Hi,
I'm building the ToC entries from Parsoid HTML content. Another part which caused some struggle is building the correct anchors for the section headings.
First I thought I could just use the id attributes in the heading tags Parsoid provides[2].
Example from [1]: <h2 id="mwCA">Template truncation</h2>
But then I thought about links to specific sections. Those would not use the same ids Parsoid generates.[3] They would use the anchorencoded tocline strings.[4]
Since I have not found an npm module which does anchorencoding in JavaScript I wrote a small library function to do the same. It uses the phpjs npm module to take into account the PHP specific way URLencoding is done. Would you mind checking the anchorencode.js file and the associate test file anchorencode-test.js in my patch[5]?
If there is a JS implementation of this I'd be happy to hear about that, of course.
Thanks, Bernd
[1] https://test.wikipedia.org/wiki/Section_edit_links_bug2 [2] view-source: https://test.wikipedia.org/api/rest_v1/page/html/Section_edit_links_bug2 [3] https://test.wikipedia.org/api/rest_v1/page/html/Section_links [4] https://www.mediawiki.org/wiki/Manual:PAGENAMEE_encoding#Encodings_compared [5] https://gerrit.wikimedia.org/r/#/c/246100/7
On 10/27/2015 01:38 PM, Bernd Sitzmann wrote:
Hi,
I'm building the ToC entries from Parsoid HTML content. Another part which caused some struggle is building the correct anchors for the section headings.
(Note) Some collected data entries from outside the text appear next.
//! CSV ingestion implementation.

use std::path::Path;

use super::unique_header_names;
use crate::error::ProfilingResult;
use crate::types::{Column, DataSet, RawValue};

/// Source type label for CSV columns.
pub const CSV_SOURCE_TYPE: &str = "text";

/// Ingest a CSV file into an in-memory [`DataSet`].
///
/// Rules:
///
/// - CSV must have headers; the header row gives the column names. Repeated names get a
///   `.1`, `.2`, ... suffix.
/// - Every cell is kept as [`RawValue::Text`], untrimmed. Empty cells are [`RawValue::Null`].
/// - Rows shorter than the header are padded with nulls; extra trailing cells are ignored.
pub fn ingest_csv_from_path(path: impl AsRef<Path>) -> ProfilingResult<DataSet> {
    let mut rdr = csv::ReaderBuilder::new()
        .has_headers(true)
        .flexible(true)
        .from_path(path)?;
    ingest_csv_from_reader(&mut rdr)
}

/// Ingest CSV data from an in-memory string.
pub fn ingest_csv_from_str(input: &str) -> ProfilingResult<DataSet> {
    let mut rdr = csv::ReaderBuilder::new()
        .has_headers(true)
        .flexible(true)
        .from_reader(input.as_bytes());
    ingest_csv_from_reader(&mut rdr)
}

/// Ingest CSV data from an existing CSV reader.
pub fn ingest_csv_from_reader<R: std::io::Read>(
    rdr: &mut csv::Reader<R>,
) -> ProfilingResult<DataSet> {
    let headers = rdr.headers()?.clone();

    let mut columns: Vec<Column> = unique_header_names(headers.iter().map(str::to_string))
        .into_iter()
        .map(|h| Column::new(h, CSV_SOURCE_TYPE, Vec::new()))
        .collect();

    for result in rdr.records() {
        let record = result?;
        for (idx, col) in columns.iter_mut().enumerate() {
            let value = match record.get(idx) {
                None | Some("") => RawValue::Null,
                Some(raw) => RawValue::text(raw),
            };
            col.values.push(value);
        }
    }

    tracing::debug!(
        columns = columns.len(),
        rows = columns.first().map_or(0, Column::len),
        "csv ingested"
    );
    Ok(DataSet::new(columns))
}

#[cfg(test)]
mod tests {
    use super::ingest_csv_from_str;
    use crate::types::RawValue;

    #[test]
    fn keeps_whitespace_cells_as_text() {
        let ds = ingest_csv_from_str("a,b\n  ,x\n,y\n").unwrap();
        assert_eq!(ds.columns[0].values, vec![RawValue::text("  "), RawValue::Null]);
    }

    #[test]
    fn header_only_gives_empty_columns() {
        let ds = ingest_csv_from_str("a,b\n").unwrap();
        assert_eq!(ds.column_count(), 2);
        assert_eq!(ds.row_count(), 0);
    }

    #[test]
    fn repeated_headers_are_made_unique() {
        let ds = ingest_csv_from_str("id,id,name\n1,2,x\n").unwrap();
        assert_eq!(ds.column_names().collect::<Vec<_>>(), vec!["id", "id.1", "name"]);
        assert_eq!(ds.column("id.1").unwrap().values, vec![RawValue::text("2")]);
    }
}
In the past, we discussed generating HTML5 ids rather than the munged ids that are currently generated in mediawiki core (for html4 reasons that no longer apply to html5). However, we didn't go ahead with it because at least for old content, we have to generate both old munged and new ids since a lot of anchors would have escaped out in the wild. https://gerrit.wikimedia.org/r/#/c/226032/ has some comments about this.
I haven't thought through this, but could mobile generate html5 ids (which is less restrictive) instead of the html4-style ids? I suppose if those section links got shared and opened outside the mobile view, they would break in some cases.
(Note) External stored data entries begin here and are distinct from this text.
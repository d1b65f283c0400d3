//! Per-value type classification.
//!
//! [`classify`] maps one [`RawValue`] to exactly one [`TypeTag`] (never [`TypeTag::Empty`]).
//! Rules are evaluated in a fixed order and the first match wins:
//!
//! 1. Native dates are `DATE`; native timestamps are `DATE` at exactly midnight and `TIME`
//!    otherwise (see [`ClassifierOptions::native_midnight_is_date`]).
//! 2. Everything else is rendered as trimmed text and tested for, in order: boolean literal,
//!    integer, decimal (comma or dot), combined date+time (`TIME`), date, time. Anything left
//!    is `STRING`.
//!
//! Boolean literals are checked before integers, so `"1"` and `"0"` are booleans.
//!
//! ```rust
//! use rust_column_profiling::profiling::classify;
//! use rust_column_profiling::types::{RawValue, TypeTag};
//!
//! assert_eq!(classify(&RawValue::text("42")), TypeTag::Integer);
//! assert_eq!(classify(&RawValue::text("2,5")), TypeTag::Decimal);
//! assert_eq!(classify(&RawValue::text("1")), TypeTag::Boolean);
//! assert_eq!(classify(&RawValue::text("31/12/2023 18:00")), TypeTag::Time);
//! ```

use std::sync::LazyLock;

use chrono::{NaiveDateTime, NaiveTime};
use regex::Regex;

use crate::config::ClassifierOptions;
use crate::types::{RawValue, TypeTag};

/// Case-insensitive boolean literals (English and Portuguese, plus `1`/`0`).
pub const BOOLEAN_LITERALS: [&str; 10] = [
    "true",
    "false",
    "verdadeiro",
    "falso",
    "sim",
    "não",
    "yes",
    "no",
    "1",
    "0",
];

static INTEGER: LazyLock<Regex> = LazyLock::new(|| compile(r"^-?\d+$"));

static DECIMAL: LazyLock<Regex> = LazyLock::new(|| compile(r"^-?\d+\.\d+$"));

/// Date/time patterns in evaluation order. Combined date+time patterns come first and are
/// only anchored at the start, so anything after `HH:MM` is accepted.
static TEMPORAL_PATTERNS: LazyLock<Vec<(Regex, TypeTag)>> = LazyLock::new(|| {
    [
        // DD/MM/YYYY HH:MM...
        (r"^\d{1,2}/\d{1,2}/\d{4} \d{1,2}:\d{2}", TypeTag::Time),
        // YYYY-MM-DD HH:MM...
        (r"^\d{4}-\d{1,2}-\d{1,2} \d{1,2}:\d{2}", TypeTag::Time),
        // DD/MM/YYYY
        (r"^\d{1,2}/\d{1,2}/\d{4}$", TypeTag::Date),
        // YYYY-MM-DD
        (r"^\d{4}-\d{1,2}-\d{1,2}$", TypeTag::Date),
        // DD-MM-YYYY
        (r"^\d{1,2}-\d{1,2}-\d{4}$", TypeTag::Date),
        // DD.MM.YYYY
        (r"^\d{1,2}\.\d{1,2}\.\d{4}$", TypeTag::Date),
        // HH:MM or HH:MM:SS
        (r"^\d{1,2}:\d{2}(:\d{2})?$", TypeTag::Time),
        // HH:MM[:SS]AM/PM, upper case and unspaced
        (r"^\d{1,2}:\d{2}(:\d{2})?[AP]M$", TypeTag::Time),
    ]
    .into_iter()
    .map(|(p, tag)| (compile(p), tag))
    .collect()
});

fn compile(pattern: &str) -> Regex {
    Regex::new(pattern).expect("built-in classifier pattern must compile")
}

/// Classify a value using the default [`ClassifierOptions`].
pub fn classify(value: &RawValue) -> TypeTag {
    ValueClassifier::default().classify(value)
}

/// Stateless value classifier parameterized by [`ClassifierOptions`].
///
/// Cheap to copy and safe to share across threads.
#[derive(Debug, Clone, Copy, Default, PartialEq, Eq)]
pub struct ValueClassifier {
    opts: ClassifierOptions,
}

impl ValueClassifier {
    /// Create a classifier with the given heuristics.
    pub fn new(opts: ClassifierOptions) -> Self {
        Self { opts }
    }

    /// Options in use.
    pub fn options(&self) -> ClassifierOptions {
        self.opts
    }

    /// Classify one value. Total: every input yields a tag, never [`TypeTag::Empty`].
    ///
    /// `Null` is classified like any other text (as `STRING`); callers that track nulls
    /// filter them out first.
    pub fn classify(&self, value: &RawValue) -> TypeTag {
        match value {
            RawValue::NativeDate(_) => TypeTag::Date,
            RawValue::NativeDateTime(dt) => self.classify_native_datetime(dt),
            other => self.classify_text(&other.as_text()),
        }
    }

    fn classify_native_datetime(&self, dt: &NaiveDateTime) -> TypeTag {
        if self.opts.native_midnight_is_date && dt.time() == NaiveTime::MIN {
            TypeTag::Date
        } else {
            TypeTag::Time
        }
    }

    /// Classify a textual value. Surrounding whitespace is ignored.
    pub fn classify_text(&self, raw: &str) -> TypeTag {
        let s = raw.trim();

        if is_boolean_literal(s) {
            return TypeTag::Boolean;
        }
        if INTEGER.is_match(s) {
            return TypeTag::Integer;
        }
        if self.is_decimal(s) {
            return TypeTag::Decimal;
        }

        TEMPORAL_PATTERNS
            .iter()
            .find(|(re, _)| re.is_match(s))
            .map_or(TypeTag::String, |(_, tag)| *tag)
    }

    fn is_decimal(&self, s: &str) -> bool {
        if self.opts.decimal_comma && s.contains(',') {
            DECIMAL.is_match(&s.replace(',', "."))
        } else {
            DECIMAL.is_match(s)
        }
    }
}

fn is_boolean_literal(s: &str) -> bool {
    // Longest literal is "verdadeiro"; skip the allocation for anything longer.
    if s.chars().count() > 10 {
        return false;
    }
    let lower = s.to_lowercase();
    BOOLEAN_LITERALS.contains(&lower.as_str())
}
In any case, the escapeId function in https://gerrit.wikimedia.org/r/#/c/226032/4/lib/ext.core.Sanitizer.js is the code to generate these ids if it helps (right now unused in Parsoid, but will be used once we start generating section ids).
Subbu.
First I thought I could just use the id attributes in the heading tags Parsoid provides[2].
Example from [1]:
<h2 id="mwCA">Template truncation</h2>
But then I thought about links to specific sections. Those would not use the same ids Parsoid generates.[3] They would use the anchorencoded tocline strings.[4]
Since I have not found an npm module which does anchorencoding in JavaScript I wrote a small library function to do the same. It uses the phpjs npm module to take into account the PHP specific way URLencoding is done. Would you mind checking the anchorencode.js file and the associate test file anchorencode-test.js in my patch[5]?
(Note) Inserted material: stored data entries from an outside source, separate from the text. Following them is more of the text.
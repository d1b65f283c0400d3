//! `rust-column-profiling` infers the dominant logical type of every column of a tabular
//! dataset and reports per-column data quality.
//!
//! Raw cell values are classified one by one into a small closed set of logical types
//! ([`types::TypeTag`]): `INTEGER`, `DECIMAL`, `DATE`, `TIME`, `BOOLEAN` and `STRING`. Each
//! column is then profiled by majority vote, which gives its dominant type, a confidence
//! percentage, and distinct/null statistics. Finally a dataset report summarizes the type
//! distribution and flags columns with too many missing values.
//!
//! ## Pipeline
//!
//! - [`ingestion`]: read CSV, JSON/NDJSON, Parquet or Excel (feature `excel`) into a
//!   [`types::DataSet`] of untyped [`types::RawValue`]s
//! - [`profiling`]: classify values, profile columns, aggregate the report
//! - [`execution`]: profile columns in parallel with metrics and observer hooks
//! - [`export`]: write the report as CSV or JSON
//!
//! ## Quick example
//!
//! ```rust
//! use rust_column_profiling::config::ProfileOptions;
//! use rust_column_profiling::profiling::profile_dataset;
//! use rust_column_profiling::types::{Column, DataSet, TypeTag};
//!
//! let ds = DataSet::new(vec![
//!     Column::from_texts("id", &["1", "2", "3"]),
//!     Column::from_texts("when", &["01/02/2023", "2023-05-01 10:30", "x"]),
//! ]);
//! let report = profile_dataset(&ds, &ProfileOptions::default());
//!
//! assert_eq!(report.columns[0].dominant_type, TypeTag::Integer);
//! assert_eq!(report.columns[1].dominant_type, TypeTag::Date);
//! assert_eq!(report.columns[1].confidence_pct, 33.33);
//! ```
//!
//! ## Ingest, profile in parallel, export
//!
//! ```no_run
//! use rust_column_profiling::config::ProfileOptions;
//! use rust_column_profiling::execution::{ExecutionOptions, ProfilingEngine};
//! use rust_column_profiling::export::write_csv_to_path;
//! use rust_column_profiling::ingestion::{ingest_from_path, IngestionOptions};
//!
//! # fn main() -> Result<(), rust_column_profiling::ProfilingError> {
//! let ds = ingest_from_path("tabela.csv", &IngestionOptions::default())?;
//! let engine = ProfilingEngine::new(ExecutionOptions::default())?;
//! let report = engine.profile_dataset(&ds, &ProfileOptions::default());
//! for line in report.summary_lines() {
//!     println!("{line}");
//! }
//! write_csv_to_path(&report, "analise_tipos_dados.csv", true)?;
//! # Ok(())
//! # }
//! ```
//!
//! ## Logging
//!
//! The crate emits `tracing` events (per-column results at `debug`) and never installs a
//! subscriber; install one in your binary to see them.

pub mod config;
pub mod error;
pub mod execution;
pub mod export;
pub mod ingestion;
pub mod profiling;
pub mod types;

pub use error::{ProfilingError, ProfilingResult};
//! Column type inference and profiling.
//!
//! The profiling layer is a strictly downstream pipeline:
//!
//! - [`classify()`]: one raw value -> one [`crate::types::TypeTag`]
//! - [`ColumnProfiler`]: one column -> [`crate::types::ColumnProfile`]
//! - [`ReportAggregator`]: all profiles -> [`crate::types::DatasetReport`]
//!
//! [`profile_dataset`] runs all three sequentially. For a parallel run over many columns use
//! [`crate::execution::ProfilingEngine`], which produces the same report.
//!
//! ## Example
//!
//! ```rust
//! use rust_column_profiling::config::ProfileOptions;
//! use rust_column_profiling::profiling::profile_dataset;
//! use rust_column_profiling::types::{Column, DataSet, RawValue, TypeTag};
//!
//! let ds = DataSet::new(vec![
//!     Column::from_texts("qty", &["12", "7", "30"]),
//!     Column::from_texts("price", &["1,50", "2.75", "3,00"]),
//!     Column::new("notes", "text", vec![RawValue::Null, RawValue::Null, RawValue::text("ok")]),
//! ]);
//!
//! let report = profile_dataset(&ds, &ProfileOptions::default());
//! assert_eq!(report.columns[0].dominant_type, TypeTag::Integer);
//! assert_eq!(report.columns[1].dominant_type, TypeTag::Decimal);
//! assert_eq!(report.flagged_columns[0].name, "notes");
//! ```

pub mod classify;
pub mod column;
pub mod report;

pub use classify::{classify, ValueClassifier, BOOLEAN_LITERALS};
pub use column::ColumnProfiler;
pub use report::{aggregate, ReportAggregator};

use crate::config::ProfileOptions;
use crate::types::{ColumnProfile, DataSet, DatasetReport};

/// Profile every column of `dataset` and aggregate the result.
pub fn profile_dataset(dataset: &DataSet, opts: &ProfileOptions) -> DatasetReport {
    let profiles = profile_columns(dataset, opts);
    ReportAggregator::new(opts).aggregate(profiles)
}

/// Profile every column of `dataset`, in column order, without aggregating.
pub fn profile_columns(dataset: &DataSet, opts: &ProfileOptions) -> Vec<ColumnProfile> {
    let profiler = ColumnProfiler::new(opts);
    dataset
        .columns
        .iter()
        .map(|c| profiler.profile_column(c))
        .collect()
}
If there is a JS implementation of this I'd be happy to hear about that, of course.
Thanks, Bernd
[1] https://test.wikipedia.org/wiki/Section_edit_links_bug2 [2] view-source:https://test.wikipedia.org/api/rest_v1/page/html/Section_edit_links_bug2 [3] https://test.wikipedia.org/api/rest_v1/page/html/Section_links [4] https://www.mediawiki.org/wiki/Manual:PAGENAMEE_encoding#Encodings_compared [5] https://gerrit.wikimedia.org/r/#/c/246100/7
If you care about edge cases, section anchor generation is rather complicated: anchors can be postfixed with an index when there are multiple identical titles, and HTML, templates and parser tags are handled differently for display and for anchor generation. (Yes, these can and do appear in titles. E.g. people sometimes put <math> tags in there, or italicize a word.)
On 10/27/2015 03:48 PM, Gergo Tisza wrote:
If you care about edge cases, section anchor generation is rather complicated: anchors can be postfixed with an index when there are multiple identical titles,
This would need to be handled to guarantee id uniqueness.
and HTML, templates and parser tags are handled differently for display and for anchor generation. (Yes, these can and do appear in titles. E.g. people sometimes put <math> tags in there, or italicize a word.)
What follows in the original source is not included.